→ **Your assignment**
From the data below, return the exact lines starting at the line containing "next iteration regardless." and ending at the line containing "use crate::net::tcp_stream::TcpStream;", both included, and nothing else.

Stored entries
Segment Open

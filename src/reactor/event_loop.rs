//! A single-threaded reactor: one `mio::Poll`, one `Slab` of connections, one task queue.
//!
//! [`EventLoop`] owns everything mutable and never leaves the thread it was constructed on.
//! [`EventLoopHandle`] is the cheap, `Send + Sync`, cloneable half that lets other threads
//! hand it work via [`EventLoopHandle::post`]. Unlike a callback invoked synchronously from
//! another thread, `post` always enqueues onto a channel; the loop drains that channel once
//! per iteration, right after dispatching I/O events. When `post` is called from the loop's
//! own thread the task still goes through the queue, only the cross-thread wakeup write is
//! skipped, since the loop will see it on its very next iteration regardless.

use std::io;
use std::path::PathBuf;
use std::sync::atomic::{AtomicBool, Ordering};
use std::sync::Arc;
use std::thread::ThreadId;
use std::time::{Duration, Instant};

use crossbeam_channel::{Receiver, Sender};
use mio::{event::Source, Events, Poll, Token, Waker};
use slab::Slab;

use crate::cache::ResourceCache;
use crate::connection::Connection;
use crate::metrics::Metrics;
use crate::net::tcp_stream::TcpStream;
use crate::timer::wheel::TimerWheel;

const WAKE_TOKEN: Token = Token(usize::MAX - 1);
const DEFAULT_EVENTS_CAPACITY: usize = 1024;

/// A unit of work posted to a loop, run with exclusive access to it.
pub type Task<S> = Box<dyn FnOnce(&mut EventLoop<S>) + Send>;

/// A cloneable, cross-thread capable reference to a running [`EventLoop`].
pub struct EventLoopHandle<S> {
    tasks: Sender<Task<S>>,
    waker: Arc<Waker>,
    owner: ThreadId,
}

impl<S> Clone for EventLoopHandle<S> {
    fn clone(&self) -> Self {
        Self {
            tasks: self.tasks.clone(),
            waker: self.waker.clone(),
            owner: self.owner,
        }
    }
}

// Safety: `EventLoopHandle` holds no `S` value directly, only a `Sender<Task<S>>` and a
// `Waker`, both of which are `Send + Sync` regardless of `S`.
unsafe impl<S> Send for EventLoopHandle<S> {}
unsafe impl<S> Sync for EventLoopHandle<S> {}

impl<S> EventLoopHandle<S> {
    /// Whether the caller is already running on the owning loop's thread.
    pub fn is_in_loop_thread(&self) -> bool {
        std::thread::current().id() == self.owner
    }

    /// The `ThreadId` of the loop this handle belongs to, used by [`LoopPool`](crate::reactor::LoopPool)'s
    /// tests to verify round-robin assignment without exposing loop internals more broadly.
    pub(crate) fn owner(&self) -> ThreadId {
        self.owner
    }

    /// Schedules `task` to run with exclusive access to the loop, on the loop's own thread.
    ///
    /// Always enqueues; never runs `task` inline even when called from the owning thread.
    /// This sidesteps the recursive-`&mut self` access a truly synchronous inline call would
    /// require, at the cost of a one-iteration delay when posting from the loop to itself.
    pub fn post<F>(&self, task: F)
    where
        F: FnOnce(&mut EventLoop<S>) + Send + 'static,
    {
        if self.tasks.send(Box::new(task)).is_err() {
            return;
        }
        if !self.is_in_loop_thread() {
            let _ = self.waker.wake();
        }
    }
}

/// A handle that stops a specific loop's [`EventLoop::run`] from any thread.
#[derive(Clone)]
pub struct EventLoopStopper {
    running: Arc<AtomicBool>,
    waker: Arc<Waker>,
}

impl EventLoopStopper {
    /// Requests that the loop exit its dispatch loop and return from `run`.
    pub fn stop(&self) {
        self.running.store(false, Ordering::Release);
        let _ = self.waker.wake();
    }
}

/// Construction parameters shared by every loop a [`crate::reactor::LoopPool`] spawns.
#[derive(Clone)]
pub struct EventLoopConfig {
    /// Root directory static file requests are resolved against.
    pub doc_root: Arc<PathBuf>,
    /// Shared mmap cache, one instance per process.
    pub cache: Arc<ResourceCache>,
    /// Shared process-wide counters.
    pub metrics: Arc<Metrics>,
    /// Idle timeout applied to every accepted connection.
    pub idle_timeout: Duration,
    /// Maximum accepted request-line/header-line length.
    pub max_line_len: usize,
}

/// One worker's reactor: a poll loop, its connections, and its pending task queue.
///
/// Must be constructed on the thread that will call [`EventLoop::run`]; the owning
/// [`ThreadId`] is captured at construction time and used to distinguish same-thread from
/// cross-thread [`EventLoopHandle::post`] calls.
pub struct EventLoop<S>
where
    S: TcpStream + std::io::Read + std::io::Write + Source,
{
    poll: Poll,
    events_capacity: usize,
    connections: Slab<Connection<S>>,
    tasks_tx: Sender<Task<S>>,
    tasks_rx: Receiver<Task<S>>,
    waker: Arc<Waker>,
    owner: ThreadId,
    timers: TimerWheel,
    config: EventLoopConfig,
    running: Arc<AtomicBool>,
}

impl<S> EventLoop<S>
where
    S: TcpStream + std::io::Read + std::io::Write + Source,
{
    /// Creates a loop. Must be called from the thread that will subsequently call
    /// [`EventLoop::run`].
    pub fn new(config: EventLoopConfig) -> io::Result<Self> {
        let poll = Poll::new()?;
        let waker = Arc::new(Waker::new(poll.registry(), WAKE_TOKEN)?);
        let (tasks_tx, tasks_rx) = crossbeam_channel::unbounded();

        Ok(Self {
            poll,
            events_capacity: DEFAULT_EVENTS_CAPACITY,
            connections: Slab::new(),
            tasks_tx,
            tasks_rx,
            waker,
            owner: std::thread::current().id(),
            timers: TimerWheel::new(),
            config,
            running: Arc::new(AtomicBool::new(true)),
        })
    }

    /// A cloneable handle other threads can use to post work onto this loop.
    pub fn handle(&self) -> EventLoopHandle<S> {
        EventLoopHandle {
            tasks: self.tasks_tx.clone(),
            waker: self.waker.clone(),
            owner: self.owner,
        }
    }

    /// A stop switch for this loop: flips a flag `run` checks each iteration and wakes the
    /// poll so it notices promptly even while blocked waiting for I/O.
    pub fn stopper(&self) -> EventLoopStopper {
        EventLoopStopper {
            running: self.running.clone(),
            waker: self.waker.clone(),
        }
    }

    /// Registers a freshly accepted stream and starts tracking its idle timeout.
    pub fn add_connection(&mut self, stream: S) -> io::Result<Token> {
        let entry = self.connections.vacant_entry();
        let token = Token(entry.key());
        let conn = Connection::new(
            token,
            stream,
            self.poll.registry(),
            self.config.doc_root.clone(),
            self.config.cache.clone(),
            self.config.metrics.clone(),
            self.config.max_line_len,
        )?;
        entry.insert(conn);
        self.timers.add(token, Instant::now(), self.config.idle_timeout);
        self.config.metrics.connection_accepted();
        Ok(token)
    }

    /// Runs the dispatch loop until [`EventLoopStopper::stop`] is called. A poll error other
    /// than `Interrupted` is logged and ends the loop early.
    pub fn run(&mut self) {
        let mut events = Events::with_capacity(self.events_capacity);

        while self.running.load(Ordering::Acquire) {
            let now = Instant::now();
            match self.poll.poll(&mut events, self.poll_timeout(now)) {
                Ok(()) => {}
                Err(e) if e.kind() == io::ErrorKind::Interrupted => continue,
                Err(e) => {
                    log::error!("event loop poll failed: {e}");
                    return;
                }
            }

            for event in events.iter() {
                if event.token() == WAKE_TOKEN {
                    continue;
                }
                self.handle_io(event.token(), event.is_readable(), event.is_writable());
            }

            self.drain_tasks();
            self.reap_expired();
        }
    }

    #[cfg(test)]
    fn is_running(&self) -> bool {
        self.running.load(Ordering::Acquire)
    }

    fn handle_io(&mut self, token: Token, readable: bool, writable: bool) {
        let Some(conn) = self.connections.get_mut(token.0) else {
            return;
        };

        if readable {
            conn.on_readable();
        }
        if writable && !conn.is_closed() {
            conn.on_writable();
        }

        if conn.is_closed() {
            let _ = conn.deregister(self.poll.registry());
            self.connections.remove(token.0);
            self.timers.remove(token);
            self.config.metrics.connection_closed();
            return;
        }

        self.timers
            .adjust(token, Instant::now(), self.config.idle_timeout);
        let _ = conn.reregister(self.poll.registry());
    }

    fn drain_tasks(&mut self) {
        while let Ok(task) = self.tasks_rx.try_recv() {
            task(self);
        }
    }

    fn reap_expired(&mut self) {
        let expired = self.timers.handle_expired(Instant::now());
        for token in expired {
            if let Some(mut conn) = self.try_remove_connection(token) {
                let _ = conn.deregister(self.poll.registry());
                self.config.metrics.connection_closed();
            }
        }
    }

    fn try_remove_connection(&mut self, token: Token) -> Option<Connection<S>> {
        if self.connections.contains(token.0) {
            Some(self.connections.remove(token.0))
        } else {
            None
        }
    }

    fn poll_timeout(&self, now: Instant) -> Option<Duration> {
        match self.timers.next_timeout_ms(now) {
            -1 => None,
            ms => Some(Duration::from_millis(ms as u64)),
        }
    }
}

#[cfg(test)]
mod tests {
    use super::*;
    use crate::cache::ResourceCache;
    use crate::metrics::Metrics;
    use std::sync::atomic::AtomicUsize;
    use std::time::Duration as StdDuration;

    fn test_config() -> EventLoopConfig {
        EventLoopConfig {
            doc_root: Arc::new(PathBuf::from(".")),
            cache: Arc::new(ResourceCache::new(1024 * 1024)),
            metrics: Arc::new(Metrics::default()),
            idle_timeout: StdDuration::from_secs(60),
            max_line_len: crate::http::DEFAULT_MAX_LINE_LEN,
        }
    }

    #[test]
    fn handle_recognizes_its_own_thread() {
        let event_loop = EventLoop::<mio::net::TcpStream>::new(test_config()).unwrap();
        let handle = event_loop.handle();
        assert!(handle.is_in_loop_thread());

        let joined = std::thread::spawn(move || handle.is_in_loop_thread())
            .join()
            .unwrap();
        assert!(!joined);
    }

    #[test]
    fn posted_task_runs_and_stop_ends_run() {
        let mut event_loop = EventLoop::<mio::net::TcpStream>::new(test_config()).unwrap();
        let handle = event_loop.handle();
        let stopper = event_loop.stopper();
        let ran = Arc::new(AtomicUsize::new(0));

        let worker = std::thread::spawn(move || {
            event_loop.run();
        });

        let ran_clone = ran.clone();
        handle.post(move |_loop: &mut EventLoop<mio::net::TcpStream>| {
            ran_clone.fetch_add(1, Ordering::SeqCst);
        });

        // Give the loop a moment to drain the posted task before stopping it.
        std::thread::sleep(StdDuration::from_millis(50));
        stopper.stop();
        worker.join().unwrap();

        assert_eq!(ran.load(Ordering::SeqCst), 1);
    }
}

Segment Closed

→ **Written reply**
//! skipped, since the loop will see it on its very next iteration regardless.

use std::io;
use std::path::PathBuf;
use std::sync::atomic::{AtomicBool, Ordering};
use std::sync::Arc;
use std::thread::ThreadId;
use std::time::{Duration, Instant};

use crossbeam_channel::{Receiver, Sender};
use mio::{event::Source, Events, Poll, Token, Waker};
use slab::Slab;

use crate::cache::ResourceCache;
use crate::connection::Connection;
use crate::metrics::Metrics;
use crate::net::tcp_stream::TcpStream;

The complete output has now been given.